Stored data entries:
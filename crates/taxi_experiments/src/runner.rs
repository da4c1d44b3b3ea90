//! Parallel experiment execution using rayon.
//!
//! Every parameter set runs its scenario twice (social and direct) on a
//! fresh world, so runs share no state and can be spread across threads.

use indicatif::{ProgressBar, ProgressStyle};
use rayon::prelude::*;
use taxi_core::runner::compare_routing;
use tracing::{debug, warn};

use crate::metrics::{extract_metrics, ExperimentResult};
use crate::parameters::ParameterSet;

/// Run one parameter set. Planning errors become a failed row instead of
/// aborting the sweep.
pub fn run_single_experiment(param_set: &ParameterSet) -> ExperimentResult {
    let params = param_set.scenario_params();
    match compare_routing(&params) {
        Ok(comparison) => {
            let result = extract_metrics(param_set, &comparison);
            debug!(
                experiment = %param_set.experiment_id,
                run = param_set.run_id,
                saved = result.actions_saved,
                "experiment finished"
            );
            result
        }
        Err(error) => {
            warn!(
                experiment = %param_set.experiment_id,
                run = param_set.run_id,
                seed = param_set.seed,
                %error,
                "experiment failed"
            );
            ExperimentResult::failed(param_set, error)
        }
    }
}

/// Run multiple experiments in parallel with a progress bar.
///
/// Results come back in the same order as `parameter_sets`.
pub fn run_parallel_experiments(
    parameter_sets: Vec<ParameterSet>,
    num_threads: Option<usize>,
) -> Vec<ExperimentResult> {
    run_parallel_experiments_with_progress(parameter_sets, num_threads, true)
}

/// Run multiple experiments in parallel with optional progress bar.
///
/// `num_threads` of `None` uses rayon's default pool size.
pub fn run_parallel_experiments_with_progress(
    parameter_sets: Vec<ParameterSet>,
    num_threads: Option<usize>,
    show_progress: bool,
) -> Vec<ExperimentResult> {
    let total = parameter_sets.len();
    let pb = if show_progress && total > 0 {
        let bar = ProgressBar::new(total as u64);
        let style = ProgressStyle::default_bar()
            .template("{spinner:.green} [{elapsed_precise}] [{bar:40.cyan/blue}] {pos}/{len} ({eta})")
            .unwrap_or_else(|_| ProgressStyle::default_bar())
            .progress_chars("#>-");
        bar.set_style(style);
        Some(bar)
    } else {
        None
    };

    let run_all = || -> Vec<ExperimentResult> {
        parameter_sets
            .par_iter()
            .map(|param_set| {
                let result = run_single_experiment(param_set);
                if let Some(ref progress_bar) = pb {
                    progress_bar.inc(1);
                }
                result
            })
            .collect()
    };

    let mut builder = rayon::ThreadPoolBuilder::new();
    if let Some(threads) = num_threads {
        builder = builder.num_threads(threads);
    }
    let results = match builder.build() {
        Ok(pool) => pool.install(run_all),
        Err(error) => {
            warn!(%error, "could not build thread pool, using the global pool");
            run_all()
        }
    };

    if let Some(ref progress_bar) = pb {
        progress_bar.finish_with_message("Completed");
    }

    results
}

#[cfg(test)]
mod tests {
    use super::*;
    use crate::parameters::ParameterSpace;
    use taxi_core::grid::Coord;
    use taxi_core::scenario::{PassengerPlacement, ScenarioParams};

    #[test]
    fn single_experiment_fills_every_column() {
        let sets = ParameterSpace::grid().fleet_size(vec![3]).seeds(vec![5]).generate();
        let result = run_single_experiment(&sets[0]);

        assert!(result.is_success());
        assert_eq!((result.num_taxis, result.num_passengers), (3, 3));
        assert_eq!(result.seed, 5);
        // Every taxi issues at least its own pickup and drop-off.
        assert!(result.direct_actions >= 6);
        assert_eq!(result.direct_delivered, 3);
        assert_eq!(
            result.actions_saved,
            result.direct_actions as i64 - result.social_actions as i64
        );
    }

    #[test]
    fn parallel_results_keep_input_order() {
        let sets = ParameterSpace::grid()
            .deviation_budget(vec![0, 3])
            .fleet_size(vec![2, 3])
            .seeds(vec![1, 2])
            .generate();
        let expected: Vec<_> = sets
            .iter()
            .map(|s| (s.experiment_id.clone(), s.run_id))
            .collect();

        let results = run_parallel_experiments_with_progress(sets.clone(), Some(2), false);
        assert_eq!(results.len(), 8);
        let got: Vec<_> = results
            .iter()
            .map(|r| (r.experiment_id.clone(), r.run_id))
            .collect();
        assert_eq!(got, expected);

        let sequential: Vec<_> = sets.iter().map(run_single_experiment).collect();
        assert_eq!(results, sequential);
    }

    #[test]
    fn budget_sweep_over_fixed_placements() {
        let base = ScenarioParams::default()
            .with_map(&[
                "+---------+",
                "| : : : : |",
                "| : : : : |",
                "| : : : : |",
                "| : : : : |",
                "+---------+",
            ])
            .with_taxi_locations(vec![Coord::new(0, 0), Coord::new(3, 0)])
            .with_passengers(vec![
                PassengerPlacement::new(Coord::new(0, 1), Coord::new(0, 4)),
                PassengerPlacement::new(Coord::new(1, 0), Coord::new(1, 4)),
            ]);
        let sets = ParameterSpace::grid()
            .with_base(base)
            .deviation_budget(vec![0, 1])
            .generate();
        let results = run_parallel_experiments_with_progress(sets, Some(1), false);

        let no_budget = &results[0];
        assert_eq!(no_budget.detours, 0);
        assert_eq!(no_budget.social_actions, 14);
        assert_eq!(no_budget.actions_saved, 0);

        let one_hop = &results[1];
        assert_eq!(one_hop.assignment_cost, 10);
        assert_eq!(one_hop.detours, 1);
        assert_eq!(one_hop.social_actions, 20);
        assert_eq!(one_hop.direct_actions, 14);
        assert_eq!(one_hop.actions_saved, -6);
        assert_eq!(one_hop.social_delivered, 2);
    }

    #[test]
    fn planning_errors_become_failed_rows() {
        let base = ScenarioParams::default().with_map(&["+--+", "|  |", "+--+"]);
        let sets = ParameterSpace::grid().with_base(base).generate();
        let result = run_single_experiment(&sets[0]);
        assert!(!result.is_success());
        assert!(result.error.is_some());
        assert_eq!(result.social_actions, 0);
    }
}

EXERCISE REQUIREMENTS
The data above must be restated word for word.

WRITTEN RESPONSE
filename crates/taxi_experiments/src/runner.rs
repository da4c1d44b3b3ea90
//! Parallel experiment execution using rayon.
//!
//! Every parameter set runs its scenario twice (social and direct) on a
//! fresh world, so runs share no state and can be spread across threads.

use indicatif::{ProgressBar, ProgressStyle};
use rayon::prelude::*;
use taxi_core::runner::compare_routing;
use tracing::{debug, warn};

use crate::metrics::{extract_metrics, ExperimentResult};
use crate::parameters::ParameterSet;

/// Run one parameter set. Planning errors become a failed row instead of
/// aborting the sweep.
pub fn run_single_experiment(param_set: &ParameterSet) -> ExperimentResult {
    let params = param_set.scenario_params();
    match compare_routing(&params) {
        Ok(comparison) => {
            let result = extract_metrics(param_set, &comparison);
            debug!(
                experiment = %param_set.experiment_id,
                run = param_set.run_id,
                saved = result.actions_saved,
                "experiment finished"
            );
            result
        }
        Err(error) => {
            warn!(
                experiment = %param_set.experiment_id,
                run = param_set.run_id,
                seed = param_set.seed,
                %error,
                "experiment failed"
            );
            ExperimentResult::failed(param_set, error)
        }
    }
}

/// Run multiple experiments in parallel with a progress bar.
///
/// Results come back in the same order as `parameter_sets`.
pub fn run_parallel_experiments(
    parameter_sets: Vec<ParameterSet>,
    num_threads: Option<usize>,
) -> Vec<ExperimentResult> {
    run_parallel_experiments_with_progress(parameter_sets, num_threads, true)
}

/// Run multiple experiments in parallel with optional progress bar.
///
/// `num_threads` of `None` uses rayon's default pool size.
pub fn run_parallel_experiments_with_progress(
    parameter_sets: Vec<ParameterSet>,
    num_threads: Option<usize>,
    show_progress: bool,
) -> Vec<ExperimentResult> {
    let total = parameter_sets.len();
    let pb = if show_progress && total > 0 {
        let bar = ProgressBar::new(total as u64);
        let style = ProgressStyle::default_bar()
            .template("{spinner:.green} [{elapsed_precise}] [{bar:40.cyan/blue}] {pos}/{len} ({eta})")
            .unwrap_or_else(|_| ProgressStyle::default_bar())
            .progress_chars("#>-");
        bar.set_style(style);
        Some(bar)
    } else {
        None
    };

    let run_all = || -> Vec<ExperimentResult> {
        parameter_sets
            .par_iter()
            .map(|param_set| {
                let result = run_single_experiment(param_set);
                if let Some(ref progress_bar) = pb {
                    progress_bar.inc(1);
                }
                result
            })
            .collect()
    };

    let mut builder = rayon::ThreadPoolBuilder::new();
    if let Some(threads) = num_threads {
        builder = builder.num_threads(threads);
    }
    let results = match builder.build() {
        Ok(pool) => pool.install(run_all),
        Err(error) => {
            warn!(%error, "could not build thread pool, using the global pool");
            run_all()
        }
    };

    if let Some(ref progress_bar) = pb {
        progress_bar.finish_with_message("Completed");
    }

    results
}

#[cfg(test)]
mod tests {
    use super::*;
    use crate::parameters::ParameterSpace;
    use taxi_core::grid::Coord;
    use taxi_core::scenario::{PassengerPlacement, ScenarioParams};

    #[test]
    fn single_experiment_fills_every_column() {
        let sets = ParameterSpace::grid().fleet_size(vec![3]).seeds(vec![5]).generate();
        let result = run_single_experiment(&sets[0]);

        assert!(result.is_success());
        assert_eq!((result.num_taxis, result.num_passengers), (3, 3));
        assert_eq!(result.seed, 5);
        // Every taxi issues at least its own pickup and drop-off.
        assert!(result.direct_actions >= 6);
        assert_eq!(result.direct_delivered, 3);
        assert_eq!(
            result.actions_saved,
            result.direct_actions as i64 - result.social_actions as i64
        );
    }

    #[test]
    fn parallel_results_keep_input_order() {
        let sets = ParameterSpace::grid()
            .deviation_budget(vec![0, 3])
            .fleet_size(vec![2, 3])
            .seeds(vec![1, 2])
            .generate();
        let expected: Vec<_> = sets
            .iter()
            .map(|s| (s.experiment_id.clone(), s.run_id))
            .collect();

        let results = run_parallel_experiments_with_progress(sets.clone(), Some(2), false);
        assert_eq!(results.len(), 8);
        let got: Vec<_> = results
            .iter()
            .map(|r| (r.experiment_id.clone(), r.run_id))
            .collect();
        assert_eq!(got, expected);

        let sequential: Vec<_> = sets.iter().map(run_single_experiment).collect();
        assert_eq!(results, sequential);
    }

    #[test]
    fn budget_sweep_over_fixed_placements() {
        let base = ScenarioParams::default()
            .with_map(&[
                "+---------+",
                "| : : : : |",
                "| : : : : |",
                "| : : : : |",
                "| : : : : |",
                "+---------+",
            ])
            .with_taxi_locations(vec![Coord::new(0, 0), Coord::new(3, 0)])
            .with_passengers(vec![
                PassengerPlacement::new(Coord::new(0, 1), Coord::new(0, 4)),
                PassengerPlacement::new(Coord::new(1, 0), Coord::new(1, 4)),
            ]);
        let sets = ParameterSpace::grid()
            .with_base(base)
            .deviation_budget(vec![0, 1])
            .generate();
        let results = run_parallel_experiments_with_progress(sets, Some(1), false);

        let no_budget = &results[0];
        assert_eq!(no_budget.detours, 0);
        assert_eq!(no_budget.social_actions, 14);
        assert_eq!(no_budget.actions_saved, 0);

        let one_hop = &results[1];
        assert_eq!(one_hop.assignment_cost, 10);
        assert_eq!(one_hop.detours, 1);
        assert_eq!(one_hop.social_actions, 20);
        assert_eq!(one_hop.direct_actions, 14);
        assert_eq!(one_hop.actions_saved, -6);
        assert_eq!(one_hop.social_delivered, 2);
    }

    #[test]
    fn planning_errors_become_failed_rows() {
        let base = ScenarioParams::default().with_map(&["+--+", "|  |", "+--+"]);
        let sets = ParameterSpace::grid().with_base(base).generate();
        let result = run_single_experiment(&sets[0]);
        assert!(!result.is_success());
        assert!(result.error.is_some());
        assert_eq!(result.social_actions, 0);
    }
}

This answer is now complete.